Originally posted 06.08.2005

Pre-op

Four hours from now, a half-hour after I’ve swallowed a Zanax, the corneas of both my eyes will be sliced and peeled back, reshaped, then laid into place where they will heal into permanent contact lenses.

Those of you who don’t know me very well may never have even seen me in glasses, cause I’m vain as hell. But I’ve needed visual correction since I was 10. Although my sight can be brought up to nearly 20/20 with glasses or contacts, without them I’m nearly helpless. The hand in front of my face starts to blur less than six inches from the end of my nose; street curbs are practically invisible, and slim trees appear entirely trunkless, their leafy heads floating like green clouds.

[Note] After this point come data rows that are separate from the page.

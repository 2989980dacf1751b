//! Table business logic - Floor layout and direct staff actions on tables.
//!
//! Besides plain layout maintenance, this module owns the only writers of
//! `dining_tables.status`: [`seat_table`], [`free_table`], and
//! [`set_table_status`], which reservation and order operations call inside
//! their own transaction to propagate derived state.

use crate::{
    core::{
        access::{Actor, Operation, authorize},
        lifecycle::{self, TableAction},
    },
    entities::{DiningTable, Order, TableStatus, dining_table, order},
    errors::{Error, Result},
};
use sea_orm::{QueryOrder, Set, TransactionTrait, prelude::*};
use serde::{Deserialize, Serialize};
use tracing::{debug, info, instrument};

/// Layout fields of a table. Status is derived and never set here.
#[derive(Debug, Clone, PartialEq, Serialize, Deserialize)]
pub struct TableLayout {
    /// Unique table number
    pub number: i32,
    /// Seating capacity, at least 1
    pub chairs: i32,
    /// Floor-plan offset from the top
    pub top: f64,
    /// Floor-plan offset from the left
    pub left: f64,
}

impl TableLayout {
    fn validate(&self) -> Result<()> {
        if self.chairs < 1 {
            return Err(Error::validation("A table needs at least one chair."));
        }
        if !self.top.is_finite() || !self.left.is_finite() {
            return Err(Error::validation("Table position must be a finite number."));
        }
        Ok(())
    }
}

/// Loads a table by id inside any connection or transaction.
pub(crate) async fn find_table<C>(conn: &C, table_id: i64) -> Result<dining_table::Model>
where
    C: ConnectionTrait,
{
    DiningTable::find_by_id(table_id)
        .one(conn)
        .await?
        .ok_or(Error::NotFound {
            entity: "Table",
            id: table_id,
        })
}

/// Writes a derived status onto a table.
///
/// Called by the lifecycle operations inside the transaction of the
/// triggering write, so the table never lags behind its reservation or order.
pub(crate) async fn set_table_status<C>(
    conn: &C,
    table_id: i64,
    status: TableStatus,
) -> Result<dining_table::Model>
where
    C: ConnectionTrait,
{
    let table = find_table(conn, table_id).await?;
    if table.status == status {
        return Ok(table);
    }

    let previous = table.status;
    let mut table: dining_table::ActiveModel = table.into();
    table.status = Set(status);
    let updated = table.update(conn).await?;
    debug!(
        table_id,
        from = ?previous,
        to = ?status,
        "table status propagated"
    );
    Ok(updated)
}

/// Whether the table currently has an unpaid order.
pub(crate) async fn has_unpaid_order<C>(conn: &C, table_id: i64) -> Result<bool>
where
    C: ConnectionTrait,
{
    let count = Order::find()
        .filter(order::Column::TableId.eq(table_id))
        .filter(order::Column::IsPaid.eq(false))
        .count(conn)
        .await?;
    Ok(count > 0)
}

/// Lists every table, ordered by number.
pub async fn list_tables(
    db: &DatabaseConnection,
    actor: &Actor,
) -> Result<Vec<dining_table::Model>> {
    authorize(actor, Operation::ReadFloor)?;
    DiningTable::find()
        .order_by_asc(dining_table::Column::Number)
        .all(db)
        .await
        .map_err(Into::into)
}

/// Retrieves a single table.
///
/// # Errors
/// Returns `Error::NotFound` if the table does not exist.
pub async fn get_table(
    db: &DatabaseConnection,
    actor: &Actor,
    table_id: i64,
) -> Result<dining_table::Model> {
    authorize(actor, Operation::ReadFloor)?;
    find_table(db, table_id).await
}

/// Places a new table on the floor. New tables always start `available`.
///
/// # Errors
/// Returns an error if:
/// - The actor is not a manager
/// - The layout is invalid (no chairs, non-finite position)
/// - Another table already uses the number
pub async fn create_table(
    db: &DatabaseConnection,
    actor: &Actor,
    layout: TableLayout,
) -> Result<dining_table::Model> {
    authorize(actor, Operation::WriteFloor)?;
    layout.validate()?;

    let number = layout.number;
    let table = dining_table::ActiveModel {
        number: Set(layout.number),
        chairs: Set(layout.chairs),
        status: Set(TableStatus::Available),
        top: Set(layout.top),
        left: Set(layout.left),
        ..Default::default()
    };
    let created = table.insert(db).await.map_err(|e| {
        Error::from(e).conflict_as_validation(&format!("Table number {number} already exists."))
    })?;
    info!(table_id = created.id, number, "table created");
    Ok(created)
}

/// Replaces the layout of an existing table. Status is left untouched.
///
/// # Errors
/// Returns an error if the actor is not a manager, the layout is invalid, the
/// table does not exist, or the new number is taken.
pub async fn update_table(
    db: &DatabaseConnection,
    actor: &Actor,
    table_id: i64,
    layout: TableLayout,
) -> Result<dining_table::Model> {
    authorize(actor, Operation::WriteFloor)?;
    layout.validate()?;

    let number = layout.number;
    let mut table: dining_table::ActiveModel = find_table(db, table_id).await?.into();
    table.number = Set(layout.number);
    table.chairs = Set(layout.chairs);
    table.top = Set(layout.top);
    table.left = Set(layout.left);

    table.update(db).await.map_err(|e| {
        Error::from(e).conflict_as_validation(&format!("Table number {number} already exists."))
    })
}

/// Removes a table together with its reservations and orders.
///
/// # Errors
/// Returns `Error::NotFound` if the table does not exist.
pub async fn delete_table(db: &DatabaseConnection, actor: &Actor, table_id: i64) -> Result<()> {
    authorize(actor, Operation::WriteFloor)?;
    let result = DiningTable::delete_by_id(table_id).exec(db).await?;
    if result.rows_affected == 0 {
        return Err(Error::NotFound {
            entity: "Table",
            id: table_id,
        });
    }
    info!(table_id, "table deleted");
    Ok(())
}

/// Seats guests: the table becomes `occupied` regardless of reservations or
/// orders. This is the manual override staff use at the door.
///
/// # Errors
/// Returns an error if the actor is not staff or the table does not exist.
#[instrument(skip(db))]
pub async fn seat_table(
    db: &DatabaseConnection,
    actor: &Actor,
    table_id: i64,
) -> Result<dining_table::Model> {
    authorize(actor, Operation::SeatTable)?;

    let txn = db.begin().await?;
    let status = lifecycle::table_status_for_action(TableAction::Seat, false)?;
    let table = set_table_status(&txn, table_id, status).await?;
    txn.commit().await?;

    info!(table_id, "guests seated, table is now occupied");
    Ok(table)
}

/// Frees a table: it becomes `available` unless an unpaid order is open.
///
/// # Errors
/// Returns an error if:
/// - The actor is not staff
/// - The table does not exist
/// - The table has an unpaid order (`Error::Validation`); status is unchanged
#[instrument(skip(db))]
pub async fn free_table(
    db: &DatabaseConnection,
    actor: &Actor,
    table_id: i64,
) -> Result<dining_table::Model> {
    authorize(actor, Operation::FreeTable)?;

    let txn = db.begin().await?;
    let has_unpaid = has_unpaid_order(&txn, table_id).await?;
    let status = lifecycle::table_status_for_action(TableAction::Free, has_unpaid)?;
    let table = set_table_status(&txn, table_id, status).await?;
    txn.commit().await?;

    info!(table_id, "table is now available");
    Ok(table)
}
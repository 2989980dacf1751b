//! Menu business logic - Maintaining the priced food and drink list.
//!
//! Prices are integral currency units. Order totals are always recomputed from
//! these prices, so a menu item that appears on any order line cannot be
//! deleted.

use crate::{
    core::access::{Actor, Operation, authorize},
    entities::{MenuItem, MenuItemType, OrderItem, menu_item, order_item},
    errors::{Error, Result},
};
use sea_orm::{QueryOrder, Set, prelude::*};
use serde::{Deserialize, Serialize};
use tracing::info;

/// Highest accepted unit price, the range of a 32-bit integer column.
pub const MAX_PRICE: i64 = 2_147_483_647;

/// Editable fields of a menu item.
#[derive(Debug, Clone, PartialEq, Eq, Serialize, Deserialize)]
pub struct MenuItemDraft {
    /// Display name
    pub name: String,
    /// Food or drink
    pub item_type: MenuItemType,
    /// Unit price, from 0 to [`MAX_PRICE`]
    pub price: i64,
    /// Unique short code
    pub code: String,
}

impl MenuItemDraft {
    /// Trims text fields and checks the value ranges.
    fn normalized(self) -> Result<Self> {
        let name = self.name.trim().to_string();
        let code = self.code.trim().to_string();
        if name.is_empty() {
            return Err(Error::validation("Menu item name cannot be empty."));
        }
        if code.is_empty() {
            return Err(Error::validation("Menu item code cannot be empty."));
        }
        if self.price < 0 {
            return Err(Error::validation("Price cannot be negative."));
        }
        if self.price > MAX_PRICE {
            return Err(Error::validation("Price is too large."));
        }
        Ok(Self {
            name,
            code,
            ..self
        })
    }
}

fn duplicate_code(code: &str) -> String {
    format!("Menu item with code {code} already exists.")
}

async fn find_menu_item(db: &DatabaseConnection, menu_item_id: i64) -> Result<menu_item::Model> {
    MenuItem::find_by_id(menu_item_id)
        .one(db)
        .await?
        .ok_or(Error::NotFound {
            entity: "MenuItem",
            id: menu_item_id,
        })
}

/// Lists the menu grouped by type, then alphabetically.
pub async fn list_menu_items(
    db: &DatabaseConnection,
    actor: &Actor,
) -> Result<Vec<menu_item::Model>> {
    authorize(actor, Operation::ReadMenu)?;
    MenuItem::find()
        .order_by_asc(menu_item::Column::ItemType)
        .order_by_asc(menu_item::Column::Name)
        .all(db)
        .await
        .map_err(Into::into)
}

/// Retrieves one menu item.
///
/// # Errors
/// Returns `Error::NotFound` if the item does not exist.
pub async fn get_menu_item(
    db: &DatabaseConnection,
    actor: &Actor,
    menu_item_id: i64,
) -> Result<menu_item::Model> {
    authorize(actor, Operation::ReadMenu)?;
    find_menu_item(db, menu_item_id).await
}

/// Adds an item to the menu.
///
/// # Errors
/// Returns an error if:
/// - The actor is not a manager
/// - The name or code is blank, or the price is negative
/// - Another item already uses the code
pub async fn create_menu_item(
    db: &DatabaseConnection,
    actor: &Actor,
    draft: MenuItemDraft,
) -> Result<menu_item::Model> {
    authorize(actor, Operation::WriteMenu)?;
    let draft = draft.normalized()?;

    let message = duplicate_code(&draft.code);
    let item = menu_item::ActiveModel {
        name: Set(draft.name),
        item_type: Set(draft.item_type),
        price: Set(draft.price),
        code: Set(draft.code),
        ..Default::default()
    }
    .insert(db)
    .await
    .map_err(|e| Error::from(e).conflict_as_validation(&message))?;

    info!(menu_item_id = item.id, code = %item.code, "menu item created");
    Ok(item)
}

/// Replaces every editable field of a menu item.
///
/// Price changes apply to open orders as well, since totals are recomputed.
///
/// # Errors
/// Returns an error if the actor is not a manager, the draft is invalid, the
/// item does not exist, or the new code is taken.
pub async fn update_menu_item(
    db: &DatabaseConnection,
    actor: &Actor,
    menu_item_id: i64,
    draft: MenuItemDraft,
) -> Result<menu_item::Model> {
    authorize(actor, Operation::WriteMenu)?;
    let draft = draft.normalized()?;

    let message = duplicate_code(&draft.code);
    let mut item: menu_item::ActiveModel = find_menu_item(db, menu_item_id).await?.into();
    item.name = Set(draft.name);
    item.item_type = Set(draft.item_type);
    item.price = Set(draft.price);
    item.code = Set(draft.code);

    item.update(db)
        .await
        .map_err(|e| Error::from(e).conflict_as_validation(&message))
}

/// Removes a menu item that no order refers to.
///
/// # Errors
/// Returns an error if:
/// - The actor is not a manager
/// - The item does not exist
/// - Any order line refers to the item (`Error::Validation`)
pub async fn delete_menu_item(
    db: &DatabaseConnection,
    actor: &Actor,
    menu_item_id: i64,
) -> Result<()> {
    authorize(actor, Operation::WriteMenu)?;
    let item = find_menu_item(db, menu_item_id).await?;

    let used = OrderItem::find()
        .filter(order_item::Column::MenuItemId.eq(menu_item_id))
        .count(db)
        .await?;
    if used > 0 {
        return Err(Error::validation(
            "The menu item appears on orders and cannot be deleted.",
        ));
    }

    item.delete(db).await?;
    info!(menu_item_id, "menu item deleted");
    Ok(())
}
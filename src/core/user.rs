//! User business logic - Registration and the "me" lookup.
//!
//! Credentials and sessions belong to the identity provider in front of this
//! crate. What is stored here is the user's identity and role, which the
//! provider hands back as an [`Actor`] on every call.

use crate::{
    core::access::{Actor, Operation, authorize},
    entities::{Role, User, user},
    errors::{Error, Result},
};
use sea_orm::{Set, prelude::*};
use serde::{Deserialize, Serialize};
use tracing::info;

/// Sign-up data for a new user.
#[derive(Debug, Clone, PartialEq, Eq, Serialize, Deserialize)]
pub struct Registration {
    /// Login name, unique
    pub username: String,
    /// Contact address, unique
    pub email: String,
    /// Role to act in
    pub role: Role,
}

/// Public view of the calling user.
#[derive(Debug, Clone, PartialEq, Eq, Serialize)]
pub struct UserProfile {
    /// User id
    pub id: i64,
    /// Login name
    pub username: String,
    /// Contact address
    pub email: String,
    /// Role
    pub role: Role,
}

impl From<user::Model> for UserProfile {
    fn from(model: user::Model) -> Self {
        Self {
            id: model.id,
            username: model.username,
            email: model.email,
            role: model.role,
        }
    }
}

/// Creates a user.
///
/// Public sign-up should pass [`Role::Client`]; staff accounts are normally
/// created from the floor configuration.
///
/// # Errors
/// Returns an error if:
/// - The username is blank or the email has no `@`
/// - The username or email is already registered
pub async fn register_user(
    db: &DatabaseConnection,
    registration: Registration,
) -> Result<user::Model> {
    let username = registration.username.trim().to_string();
    let email = registration.email.trim().to_string();
    if username.is_empty() {
        return Err(Error::validation("Username cannot be empty."));
    }
    if !email.contains('@') {
        return Err(Error::validation("Enter a valid email address."));
    }

    let created = user::ActiveModel {
        username: Set(username),
        email: Set(email),
        role: Set(registration.role),
        created_at: Set(chrono::Utc::now()),
        ..Default::default()
    }
    .insert(db)
    .await
    .map_err(|e| {
        Error::from(e).conflict_as_validation("User with this username or email already exists")
    })?;

    info!(user_id = created.id, role = ?created.role, "user registered");
    Ok(created)
}

/// Returns the profile of the calling user.
///
/// # Errors
/// Returns `Error::NotFound` if the actor's user record no longer exists.
pub async fn current_actor(db: &DatabaseConnection, actor: &Actor) -> Result<UserProfile> {
    authorize(actor, Operation::ViewProfile)?;
    User::find_by_id(actor.user_id)
        .one(db)
        .await?
        .map(UserProfile::from)
        .ok_or(Error::NotFound {
            entity: "User",
            id: actor.user_id,
        })
}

Dear readers, I cannot see the big E.

But that will change very soon, and although I’m excited and happy as a lark about this, there’s a pull of trepidation. Part of my identity will cease. My hand flopping about the nightstand to find my glasses, as though there were eyes at the end of my fingertips. The wall that glasses are between me and the rest of the world: sometimes a hindrance, sometimes a buffer. The sexless way I feel behind spectacles. The watch I wear to bed because I can’t see my alarm clock. The gestures of a lens wearer: sliding the contact over with a finger to even out a wrinkle, deftly pushing the glasses back up the nose (and covertly flipping someone off at the same time).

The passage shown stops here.